America Finally Speaks Out About the Crushing of Tajik Opposition

After months of silence, Washington has issued a statement about Tajikistan.

America Finally Speaks Out About the Crushing of Tajik Opposition
Credit: Eagle and Tajikistan flag via Nikita Maykov / Shutterstock.com

Weeks after the Tajikistani government demolished its Islamic opposition, months after the crackdown against the Islamic Renaissance Party of Tajikistan began in earnest, the United States has finally offered comment. Now that Central Asia’s lone major Islamic party is all but annihilated, Washington has decided that a lukewarm, post-hoc statement would suffice against Tajikistan’s entrenched autocracy.

“Multiple political parties and choices are an important part of a stable and healthy society,” read a statement from the U.S. embassy obtained by Eurasianet. “Blanket persecution of all opposition will only accelerate the growth of radicalism, as disenfranchised citizens seek other, often more negative ways to express themselves and their views.”

The United State’s reticent response comes only after the latest round of persecution against the IRPT, a moderate opposition painted extremist by the government in Dushanbe. After the government tied a recent mutinous assault to apparent Islamists in the IRPT, Dushanbe levied fraud charges against the party’s lawyer. Further, on Tuesday, Tajikistan’s Supreme Court labeled the IRPT – with its 40,000 members – as a terrorist organization.

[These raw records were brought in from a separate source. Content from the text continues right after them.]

pub mod error;
pub mod instruction;
pub mod symbol;
pub mod value;

pub use error::{Result, Span, TernError};
pub use instruction::{Instruction, Op};
pub use symbol::{intern, resolve, Spur};
pub use value::{Closure, Cons, Env, Value};
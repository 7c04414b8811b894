//! Programs sent over the wire run the same as programs compiled in place.

use tern::{
    compile, deserialize, deserialize_with_table, read, resolve, serialize, StringTable, Value, Vm,
};
use tern_core::symbol::spur_from_index;

/// Compile source, serialize, deserialize, run, and return the result and output.
fn eval_roundtrip(input: &str) -> (Value, String) {
    let form = read(input).unwrap_or_else(|e| panic!("read failed for `{input}`: {e}"));
    let code = compile(&form).unwrap_or_else(|e| panic!("compile failed for `{input}`: {e}"));
    let bytes = serialize(&code);
    let decoded =
        deserialize(&bytes).unwrap_or_else(|e| panic!("deserialize failed for `{input}`: {e}"));
    assert_eq!(decoded, code, "instruction mismatch for `{input}`");

    let mut vm = Vm::with_output(Vec::new());
    let val = vm
        .execute(decoded)
        .unwrap_or_else(|e| panic!("run failed for `{input}`: {e}"));
    (val, String::from_utf8(vm.into_output()).unwrap())
}

fn eval_in_place(input: &str) -> (Value, String) {
    let mut vm = Vm::with_output(Vec::new());
    let val = vm.execute(compile(&read(input).unwrap()).unwrap()).unwrap();
    (val, String::from_utf8(vm.into_output()).unwrap())
}

fn assert_roundtrip(input: &str) {
    let (rt_val, rt_out) = eval_roundtrip(input);
    let (val, out) = eval_in_place(input);
    // Arrays and maps compare by identity, so compare renderings.
    assert_eq!(rt_val.to_string(), val.to_string(), "result mismatch for `{input}`");
    assert_eq!(rt_out, out, "output mismatch for `{input}`");
}

#[test]
fn roundtrip_closure_counter() {
    let (val, out) = eval_roundtrip(
        "(begin (define b '()) \
         (define f (lambda () (begin (define a 0) (set b (lambda () (set a (+ a 1))))))) \
         (f) (b) (b) (b))",
    );
    assert_eq!(val, Value::Number(3));
    assert_eq!(out, "3\n");
}

#[test]
fn roundtrip_loop() {
    assert_roundtrip("(begin (define a 0) (loop (< a 5) (begin (set a (+ a 1)) (println a))) a)");
}

#[test]
fn roundtrip_recursion() {
    assert_roundtrip(
        "(begin (define s (lambda (x) (cond ((< 0 x) (begin (println x) (s (- x 1)))) (#t 0)))) (s 3))",
    );
}

#[test]
fn roundtrip_quoted_structure() {
    let (val, _) = eval_roundtrip("'(a (b . c) \"d\" 4)");
    assert_eq!(val, read("(a (b . c) \"d\" 4)").unwrap());
}

#[test]
fn roundtrip_strings_and_print() {
    assert_roundtrip("(begin (print \"x=\" 5) (println \"\") \"done\")");
}

#[test]
fn roundtrip_collections() {
    assert_roundtrip("(array-len (array-push (array-push (array) 1) 2))");
    assert_roundtrip("(hashmap-keys (hashmap-set (hashmap-set (hashmap) 'b 2) 'a 1))");
}

#[test]
fn roundtrip_nested_lambdas() {
    assert_roundtrip(
        "(begin (define adder (lambda (n) (lambda (x) (cond ((< 0 n) (+ x n)) (#t x))))) \
         ((adder 4) 10))",
    );
}

#[test]
fn roundtrip_truncated_stream_is_rejected() {
    let code = compile(&read("(+ 1 2)").unwrap()).unwrap();
    let bytes = serialize(&code);
    assert!(deserialize(&bytes[..bytes.len() - 1]).is_err());
}

/// Shift every interned index out of this process's range and describe the
/// shifted indices by text alone, as a stream compiled on another host would be.
fn as_foreign(input: &str) -> (Vec<u8>, StringTable) {
    const OFFSET: u64 = 1 << 40;
    let mut code = compile(&read(input).unwrap()).unwrap();
    let mut table = StringTable::new();
    for inst in code.iter_mut().filter(|inst| inst.op.names_text()) {
        let spur = spur_from_index(inst.operand()).unwrap();
        let foreign = inst.operand() + OFFSET;
        table.insert(foreign, resolve(spur).to_string());
        inst.set_operand(foreign);
    }
    (serialize(&code), StringTable::decode(&table.encode()).unwrap())
}

#[test]
fn roundtrip_through_string_table() {
    let src = "(begin (define x 5) (println \"hi\") (define sq (lambda (n) (* n n))) (sq x))";
    let (bytes, table) = as_foreign(src);
    assert!(deserialize(&bytes).is_err());

    let code = deserialize_with_table(&bytes, &table).unwrap();
    let mut vm = Vm::with_output(Vec::new());
    assert_eq!(vm.execute(code).unwrap(), Value::Number(25));
    assert_eq!(String::from_utf8(vm.into_output()).unwrap(), "hi\n25\n");
}

#[test]
fn roundtrip_quoted_form_through_string_table() {
    let (bytes, table) = as_foreign("'(a \"b\" (c . d))");
    let code = deserialize_with_table(&bytes, &table).unwrap();
    let mut vm = Vm::with_output(Vec::new());
    assert_eq!(vm.execute(code).unwrap(), read("(a \"b\" (c . d))").unwrap());
}

#[test]
fn roundtrip_table_collected_from_code() {
    let code = compile(&read("(begin (define greeting \"hello\") greeting)").unwrap()).unwrap();
    let table = StringTable::for_code(&code);
    let decoded = deserialize_with_table(&serialize(&code), &table).unwrap();
    assert_eq!(decoded, code);
}
#![allow(dead_code)]

use tern::{Runtime, TernError, Value};

/// Evaluate in a fresh runtime, returning the result and everything written.
pub fn eval_out(input: &str) -> (Value, String) {
    let mut rt = Runtime::new();
    rt.eval_captured(input)
        .unwrap_or_else(|e| panic!("eval failed for `{input}`: {e}"))
}

/// Evaluate in a fresh runtime, returning only the result.
pub fn eval(input: &str) -> Value {
    eval_out(input).0
}

/// Evaluate in a fresh runtime, expecting an error.
pub fn eval_err(input: &str) -> TernError {
    let mut rt = Runtime::new();
    rt.eval_captured(input)
        .expect_err(&format!("expected error for: {input}"))
}

/// Generate one test per `name: "source" => value` entry.
///
/// Usage:
/// ```ignore
/// eval_tests! {
///     test_name: "(+ 1 2)" => Value::Number(3),
/// }
/// ```
#[macro_export]
macro_rules! eval_tests {
    ($($name:ident: $input:expr => $expected:expr),* $(,)?) => {
        $(
            #[test]
            fn $name() {
                assert_eq!(common::eval($input), $expected, "for input: {}", $input);
            }
        )*
    };
}
//! Process-wide symbol table.
//!
//! Symbol text and string text share one interner. Every distinct string is
//! assigned a dense index on first sight; indices are never recycled, so the
//! same text maps to the same [`Spur`] for the lifetime of the process.
//! Lookups from any number of threads proceed concurrently; inserts are
//! serialized inside the interner.

use std::sync::OnceLock;

use lasso::{Key, ThreadedRodeo};

pub use lasso::Spur;

static INTERNER: OnceLock<ThreadedRodeo> = OnceLock::new();

fn interner() -> &'static ThreadedRodeo {
    INTERNER.get_or_init(ThreadedRodeo::default)
}

/// Intern a string, returning its key. Get-or-insert is atomic.
pub fn intern(s: &str) -> Spur {
    interner().get_or_intern(s)
}

/// Resolve a key back to its text.
///
/// Panics if the key was not produced by [`intern`] in this process. Keys that
/// arrive from outside (decoded streams) go through [`try_resolve`] instead.
pub fn resolve(spur: Spur) -> &'static str {
    interner().resolve(&spur)
}

pub fn try_resolve(spur: Spur) -> Option<&'static str> {
    interner().try_resolve(&spur)
}

/// The 64-bit interned index carried in instruction payloads.
pub fn index_of(spur: Spur) -> u64 {
    spur.into_usize() as u64
}

/// Turn a payload index back into a key, if it names an interned string.
pub fn spur_from_index(index: u64) -> Option<Spur> {
    let idx = usize::try_from(index).ok()?;
    let spur = Spur::try_from_usize(idx)?;
    try_resolve(spur).map(|_| spur)
}

/// Number of distinct strings interned so far.
pub fn len() -> usize {
    interner().len()
}

/// Compare two keys by their text.
pub fn compare_spurs(a: Spur, b: Spur) -> std::cmp::Ordering {
    if a == b {
        return std::cmp::Ordering::Equal;
    }
    resolve(a).cmp(resolve(b))
}

#[cfg(test)]
mod tests {
    use super::*;

    #[test]
    fn test_intern_is_stable() {
        let a = intern("lambda");
        let b = intern("lambda");
        assert_eq!(a, b);
        assert_eq!(resolve(a), "lambda");
    }

    #[test]
    fn test_distinct_strings_distinct_keys() {
        assert_ne!(intern("car"), intern("cdr"));
    }

    #[test]
    fn test_index_round_trip() {
        let spur = intern("round-trip-me");
        let idx = index_of(spur);
        assert_eq!(spur_from_index(idx), Some(spur));
    }

    #[test]
    fn test_unknown_index() {
        assert_eq!(spur_from_index(u64::MAX), None);
        assert_eq!(spur_from_index(u32::MAX as u64 + 10), None);
    }

    #[test]
    fn test_indices_grow_monotonically() {
        let first = index_of(intern("monotonic-first-9f2c"));
        let second = index_of(intern("monotonic-second-9f2c"));
        assert!(second > first);
    }

    #[test]
    fn test_concurrent_interning_agrees() {
        let handles: Vec<_> = (0..8)
            .map(|_| {
                std::thread::spawn(|| {
                    (0..100)
                        .map(|i| intern(&format!("shared-{i}")))
                        .collect::<Vec<_>>()
                })
            })
            .collect();
        let results: Vec<Vec<Spur>> = handles.into_iter().map(|h| h.join().unwrap()).collect();
        for other in &results[1..] {
            assert_eq!(&results[0], other);
        }
    }

    #[test]
    fn test_compare_spurs() {
        use std::cmp::Ordering;
        assert_eq!(compare_spurs(intern("a"), intern("b")), Ordering::Less);
        assert_eq!(compare_spurs(intern("b"), intern("b")), Ordering::Equal);
    }
}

The narrative Dushanbe has crafted – that the IRPT presents a front for international Islamism, that the party remained bent on toppling Dushanbe’s legitimate government – has found a receptive international audience. The IRPT’s leaders is in exile, the rest of its leadership in jail or exile and its legal representation under pressure or already behind bars. And with the recent fall of Kunduz, just beyond the Tajik-Afghan border, concerns about Islamist spillover have only increased.

And it is only now, after the bulk of Dushanbe’s push to dismantle the IRPT has come to pass, that Washington has finally offered comment.

Unsurprisingly, the silence comes on the back of a burgeoning security relationship between the U.S. and Tajikistan. As a statement from Freedom House noted, “The United States government has a close relationship with Tajikistan’s security services, providing more than $130 million just in counternarcotics assistance since 2007. Many of the recipients of that assistance are those that will now be hunting down the IRPT.”

There’s a sense of too-little-too-late that will follow Washington’s reaction, and will hang as Dushanbe continues to mop up the remnants of the party.

Earlier this week, the University of Exeter’s John Heathershaw joined the reprobation against Washington’s silence. As Heathershaw wrote in Financial Times:

It is clear that the United States and Western powers have abandoned political engagement in Central Asia in the face of a resurgent Russia and the increasing significance of China as creditor, investor and patron…Western diplomats have lost hope in democratization and are driven by narrower security agendas. The US State Department became overshadowed by the Pentagon and its priorities of maintaining ‘lily pads’ around Afghanistan.

The United State’s statement is but the latest piece of evidence that Washington has sidelined concerns about humanitarian threats and political plurality in the region. Security, once again, has trumped any focus on regional human rights. And while Dushanbe’s economic underpinnings continue to falter, Tajikistan – and Central Asia – loses one of the best outlets for channeling the swell of political Islam, with the United States unwilling to say, let alone do, much about it.